Reflections on the Loss of a Family Member and a Friend--My Ode to HER Immortality: On Saturday, a family member and friend in my life died well before her time. Her name was Bonnie. I am finding it difficult concentrating on things political when the person whom I knew and who loved politics as much as I is not here. She was responsible for much of my analysis as nearly every day we volleyed the various opinions we shared on our respective blogs. She was a strong personality and an equally strong supporter of our president. It was that which brought us even closer within her decades-long marriage to my cousin. I considered her not only related to me by marriage but also a friend by her nature as well. We were very much alike in our strong ethical and humanitarian views as well as in our personality strength. It almost seemed at times as if we were a DNA genomic match.
I have not been able to write since her death because nothing seems that important to me at the moment. I think, though, she would want me to keep writing as I have, getting published at times, becoming a guest on a talk show and posting on my blog. I hope I will continue to do that despite my bereavement. Even when I think there is nothing more about which I want to write yet again some synaptic connections appear. They are today thoughts about her and the realities we all face or will at one time or another.
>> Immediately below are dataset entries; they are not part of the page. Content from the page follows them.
use serde::{Deserialize, Serialize};
use serde_json::Value;

use crate::adapters::notifier::{Notification, Notifier};
use crate::adapters::record_table::RecordTable;
use crate::error::HandlerError;

pub mod alert;
pub mod api;
pub mod image_analysis;
pub mod ml;
pub mod preprocessor;

#[cfg(test)]
pub(crate) mod test_support;

/// What an ingestion handler reports back to the runtime once every record
/// in the batch has been handled.
#[derive(Debug, Clone, Serialize, Deserialize, PartialEq, Eq)]
#[serde(rename_all = "camelCase")]
pub struct InvocationSummary {
    pub status_code: u16,
    pub body: String,
    pub records_processed: usize,
    pub notifications_published: usize,
}

impl InvocationSummary {
    pub fn completed(
        message: &str,
        records_processed: usize,
        notifications_published: usize,
    ) -> Self {
        Self {
            status_code: 200,
            body: Value::String(message.to_string()).to_string(),
            records_processed,
            notifications_published,
        }
    }
}

pub(crate) fn put_record(
    table: &impl RecordTable,
    record: &impl Serialize,
    what: &'static str,
) -> Result<(), HandlerError> {
    let value = serde_json::to_value(record).map_err(HandlerError::serialization(what))?;
    let Value::Object(item) = value else {
        return Err(HandlerError::Serialization {
            what,
            message: "record must serialize to a JSON object".to_string(),
        });
    };
    table
        .put_item(&item)
        .map_err(HandlerError::dependency("dynamodb"))
}

/// SNS rejects subjects over 100 characters or containing line breaks.
const MAX_SUBJECT_CHARS: usize = 99;

/// Subjects embed device ids and alert types straight from the payload.
pub(crate) fn notification_subject(raw: &str) -> String {
    let single_line: String = raw
        .chars()
        .map(|c| if c.is_control() { ' ' } else { c })
        .collect();
    single_line
        .split_whitespace()
        .collect::<Vec<_>>()
        .join(" ")
        .chars()
        .take(MAX_SUBJECT_CHARS)
        .collect()
}

pub(crate) fn publish_record(
    notifier: &impl Notifier,
    topic_arn: &str,
    message_type: &str,
    subject: String,
    record: &impl Serialize,
) -> Result<(), HandlerError> {
    let message =
        serde_json::to_string(record).map_err(HandlerError::serialization("notification"))?;
    notifier
        .publish(&Notification {
            topic_arn: topic_arn.to_string(),
            subject: Some(notification_subject(&subject)),
            message,
            message_type: message_type.to_string(),
        })
        .map_err(HandlerError::dependency("sns"))
}
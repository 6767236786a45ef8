//! Parquet encoding for the processed-record archive.

use std::sync::Arc;

use arrow::array::{ArrayRef, BooleanArray, Float64Array, Int64Array, StringArray};
use arrow::datatypes::{DataType, Field, Schema};
use arrow::record_batch::RecordBatch;
use parquet::arrow::ArrowWriter;
use parquet::file::properties::WriterProperties;
use sensor_pipeline_core::contract::SensorRecord;

fn sensor_record_schema() -> Arc<Schema> {
    Arc::new(Schema::new(vec![
        Field::new("device_id", DataType::Utf8, false),
        Field::new("timestamp", DataType::Utf8, false),
        Field::new("temperature_value", DataType::Float64, false),
        Field::new("temperature_status", DataType::Utf8, false),
        Field::new("temperature_threshold", DataType::Float64, false),
        Field::new("vibration_value", DataType::Float64, false),
        Field::new("vibration_status", DataType::Utf8, false),
        Field::new("vibration_threshold", DataType::Float64, false),
        Field::new("processed", DataType::Boolean, false),
        Field::new("processed_at", DataType::Utf8, false),
        Field::new("ttl", DataType::Int64, true),
    ]))
}

pub fn serialize_sensor_records_parquet(records: &[SensorRecord]) -> Result<Vec<u8>, String> {
    if records.is_empty() {
        return Err("Sensor archive batch cannot be empty".to_string());
    }

    let schema = sensor_record_schema();
    let column = |extract: fn(&SensorRecord) -> String| -> ArrayRef {
        Arc::new(StringArray::from(
            records.iter().map(extract).collect::<Vec<_>>(),
        ))
    };
    let number = |extract: fn(&SensorRecord) -> f64| -> ArrayRef {
        Arc::new(Float64Array::from(
            records.iter().map(extract).collect::<Vec<_>>(),
        ))
    };

    let batch = RecordBatch::try_new(
        schema.clone(),
        vec![
            column(|record| record.device_id.clone()),
            column(|record| record.timestamp.clone()),
            number(|record| record.temperature.value),
            column(|record| record.temperature.status.as_str().to_string()),
            number(|record| record.temperature.threshold),
            number(|record| record.vibration.value),
            column(|record| record.vibration.status.as_str().to_string()),
            number(|record| record.vibration.threshold),
            Arc::new(BooleanArray::from(
                records
                    .iter()
                    .map(|record| record.processed)
                    .collect::<Vec<_>>(),
            )),
            column(|record| record.processed_at.clone()),
            Arc::new(Int64Array::from(
                records.iter().map(|record| record.ttl).collect::<Vec<_>>(),
            )),
        ],
    )
    .map_err(|error| format!("Failed to build sensor archive record batch: {error}"))?;

    let props = WriterProperties::builder().build();
    let mut writer = ArrowWriter::try_new(Vec::new(), schema, Some(props))
        .map_err(|error| format!("Failed to create sensor archive writer: {error}"))?;
    writer
        .write(&batch)
        .map_err(|error| format!("Failed to write sensor archive batch: {error}"))?;
    writer
        .into_inner()
        .map_err(|error| format!("Failed to close sensor archive writer: {error}"))
}
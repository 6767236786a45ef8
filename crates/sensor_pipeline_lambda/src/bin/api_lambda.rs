use lambda_runtime::{service_fn, Error, LambdaEvent};
use sensor_pipeline_lambda::adapters::record_table::DynamoDbRecordTable;
use sensor_pipeline_lambda::config::ApiConfig;
use sensor_pipeline_lambda::handlers::api::{handle_api_event, ApiGatewayResponse};
use sensor_pipeline_lambda::logging::init_tracing;
use serde_json::Value;

async fn handle_request(
    event: LambdaEvent<Value>,
    table: &DynamoDbRecordTable,
) -> Result<ApiGatewayResponse, Error> {
    Ok(handle_api_event(event.payload, table))
}

#[tokio::main]
async fn main() -> Result<(), Error> {
    init_tracing("api");
    let config = ApiConfig::from_env()?;
    let aws = aws_config::load_defaults(aws_config::BehaviorVersion::latest()).await;
    let table = DynamoDbRecordTable::new(config.table_name, aws_sdk_dynamodb::Client::new(&aws));
    let table = &table;

    lambda_runtime::run(service_fn(move |event: LambdaEvent<Value>| async move {
        handle_request(event, table).await
    }))
    .await
}
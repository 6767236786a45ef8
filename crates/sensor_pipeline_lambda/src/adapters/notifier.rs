use aws_sdk_sns::types::MessageAttributeValue;

use super::block_on;

/// Message attribute subscribers filter on.
pub const TYPE_ATTRIBUTE: &str = "type";

#[derive(Debug, Clone, PartialEq, Eq)]
pub struct Notification {
    pub topic_arn: String,
    pub subject: Option<String>,
    pub message: String,
    pub message_type: String,
}

pub trait Notifier {
    fn publish(&self, notification: &Notification) -> Result<(), String>;
}

pub struct SnsNotifier {
    client: aws_sdk_sns::Client,
}

impl SnsNotifier {
    pub fn new(client: aws_sdk_sns::Client) -> Self {
        Self { client }
    }
}

impl Notifier for SnsNotifier {
    fn publish(&self, notification: &Notification) -> Result<(), String> {
        let type_attribute = MessageAttributeValue::builder()
            .data_type("String")
            .string_value(&notification.message_type)
            .build()
            .map_err(|error| format!("failed to build sns message attribute: {error}"))?;

        let request = self
            .client
            .publish()
            .topic_arn(&notification.topic_arn)
            .message(&notification.message)
            .set_subject(notification.subject.clone())
            .message_attributes(TYPE_ATTRIBUTE, type_attribute);

        block_on(async move {
            request
                .send()
                .await
                .map(|_| ())
                .map_err(|error| format!("failed to publish sns notification: {error}"))
        })
    }
}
It brings up to me the many usual feelings of how short life is and how no one knows the way or the hour. It emphasizes that which we often hear – if you love someone tell them now. If you dislike someone forgive them and yes, if possible, turn the other cheek. The regret I have now is that, perhaps, I did not tell her enough that I loved her, that I did not tell her enough how much her views meant to me, that I did not tell her enough how talented she was and, perhaps, I even did not apologize enough when we disagreed.
Perhaps I did not do enough of all of those things so I will do them now publicly and eternally for my blog. I say to her spiritual essence: I love you, Bonnie. I will never forget your thoughts, I will never forget your loyalty to our president, I will never forget your ethical values of honesty, loyalty, passion of purpose and most of all caring about the generations who follow whether your own or those of our nation.
I will miss you, Bonnie, more than I can say and will think about you every day. Your voice will be sitting on my shoulder when I write as you say write but write carefully and ditch the CAPS. I will try to implement much that you have said as a testament and as an honor to your wonderful legacy. It is my ode to your immortality and, perhaps, to my own as well. You have taught me much and as difficult as it will be to write on my tear-stained keyboard I will. I will do it always with you in mind!